After he had concluded his studies in Altaic and Finno-Ugric languages
and practical philosophy at the University of Helsinki, the Hungarian
language in Budapest in 1908, and anthropology in Cambridge, Kai Donner
spent altogether ca. 3,5 years of his life in Siberia -- just at the
emergence of World War I, and after Otto Donner’s death in 1909.
Following the example of his father, who was a member of the Senate,
Kai Donner became involved in Finnish society and political life in
several roles which filled his life for its last two decades,
1915-1935.
What became important for Kai Donner’s scholarly initiation were two
foreign study periods: in 1908 in Budapest and in 1911 in Cambridge.
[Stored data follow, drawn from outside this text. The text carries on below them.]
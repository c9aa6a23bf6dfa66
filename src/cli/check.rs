//! `check`: the convention enforcement check over a directory tree.

use std::path::Path;
use std::sync::Mutex;
use std::sync::atomic::{AtomicUsize, Ordering};
use std::time::Instant;

use ignore::WalkBuilder;
use regex::Regex;
use serde::Serialize;
use tracing::{debug, warn};

use mockchain::convention::{self, Violation};
use mockchain::java::JavaFile;
use mockchain::{ChainError, clean_path, read_file_lossy};

use super::{CheckArgs, print_json, resolve_config};

#[derive(Debug, Serialize)]
pub(crate) struct FileViolations {
    pub path: String,
    pub violations: Vec<Violation>,
}

pub(crate) fn cmd_check(args: CheckArgs) -> Result<(), ChainError> {
    let start = Instant::now();
    let root = Path::new(&args.dir);
    if !root.is_dir() {
        return Err(ChainError::InvalidArgs(format!("Directory not found: {}", args.dir)));
    }
    let config = resolve_config(root, args.config.as_deref(), args.convention)?;
    let Some(convention) = config.convention else {
        return Err(ChainError::InvalidArgs(
            "No convention to check: pass --convention or set \"convention\" in .mockchain.json".to_string(),
        ));
    };
    let filter = args
        .filter
        .as_deref()
        .map(|pattern| {
            Regex::new(pattern).map_err(|source| ChainError::InvalidRegex { pattern: pattern.to_string(), source })
        })
        .transpose()?;

    let thread_count = if args.threads == 0 {
        std::thread::available_parallelism().map(|n| n.get()).unwrap_or(4)
    } else {
        args.threads
    };
    let mut builder = WalkBuilder::new(root);
    builder.git_ignore(!args.no_ignore);
    builder.git_global(!args.no_ignore);
    builder.git_exclude(!args.no_ignore);
    builder.threads(thread_count);

    let found: Mutex<Vec<FileViolations>> = Mutex::new(Vec::new());
    let file_count = AtomicUsize::new(0);

    builder.build_parallel().run(|| {
        let filter = filter.clone();
        let ext = args.ext.clone();
        let found = &found;
        let file_count = &file_count;

        Box::new(move |entry| {
            let entry = match entry {
                Ok(e) => e,
                Err(_) => return ignore::WalkState::Continue,
            };
            if !entry.file_type().is_some_and(|ft| ft.is_file()) {
                return ignore::WalkState::Continue;
            }
            let matches_ext = entry
                .path()
                .extension()
                .and_then(|e| e.to_str())
                .is_some_and(|e| e.eq_ignore_ascii_case(&ext));
            if !matches_ext {
                return ignore::WalkState::Continue;
            }
            let path = clean_path(&entry.path().to_string_lossy());
            if filter.as_ref().is_some_and(|re| !re.is_match(&path)) {
                return ignore::WalkState::Continue;
            }
            file_count.fetch_add(1, Ordering::Relaxed);

            let file = match read_file_lossy(entry.path()).map_err(ChainError::from).and_then(|(text, _)| JavaFile::parse(text)) {
                Ok(file) => file,
                Err(e) => {
                    warn!(file = %path, error = %e, "Skipping unreadable source");
                    return ignore::WalkState::Continue;
                }
            };
            let violations = convention::check(&file, convention);
            debug!(file = %path, violations = violations.len(), "Checked");
            if !violations.is_empty() {
                let mut guard = found.lock().unwrap_or_else(|poisoned| poisoned.into_inner());
                guard.push(FileViolations { path, violations });
            }
            ignore::WalkState::Continue
        })
    });

    let mut found = found.into_inner().unwrap_or_else(|poisoned| poisoned.into_inner());
    found.sort_by(|a, b| a.path.cmp(&b.path));
    let total: usize = found.iter().map(|f| f.violations.len()).sum();

    if args.json {
        print_json(&found)?;
    } else {
        for file in &found {
            for v in &file.violations {
                println!("{}:{}:{}: {}: {}", file.path, v.line, v.column, v.method, v.message);
            }
        }
    }
    eprintln!(
        "\n{} violations in {} of {} files ({} convention) in {:.3}s ({} threads)",
        total,
        found.len(),
        file_count.load(Ordering::Relaxed),
        convention,
        start.elapsed().as_secs_f64(),
        thread_count
    );
    if total > 0 {
        return Err(ChainError::ConventionViolations(total));
    }
    Ok(())
}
The latter visit recommended by Edvard Westermarck, the holder of
Professor Chair in Anthropology at London School of Economics and that
of Philosophy at the University of Helsinki, gave him a good
introduction into British anthropology. This stay became particularly
significant in the history of Finnish research, since Kai Donner was
the first Finnish student to have this opportunity just before his
first Siberian expedition started in the fall of 1911. His personal
contacts with several distinguished representatives of the main then
existing schools of British anthropology, and acquaintance with the
huge bibliography written in English about anthropology gave Donner
keys to open new doors to an Anglo-American readership which had been
closed to Finnish scholarship so far. Most of Finnish scholars at the
turn of the 20th century read and wrote mainly in German, and their
nearest network of cooperation took place with German- and
Russian-speaking universities and their scientific world.
There were three main
schools of thought at the turn of the 20th century which British
anthropology named, according to respective universities as their
centers. A.C. Haddon and W.H.R. Rivers acted in Cambridge, S.G.
Seligman, Westermarck and later on B. Malinowski in London,
Marrett and later on A.R. Radcliffe-Brown in Oxford. The first field
laboratory of British anthropologists in the Commonwealth was the study
on the Torres Bay people initiated by Haddon and Rivers in 1898. This
project started functionalism before a new British discipline “social
anthropology” later on defined it more precisely and in social terms by
Malinowski, Radcliffe-Brown and others. Westermarck’s position in
London opened to his countryman the possibilities to work with
prominent British scholars. His correspondence from and to his home
country indicates how encounters were arranged and how they succeeded.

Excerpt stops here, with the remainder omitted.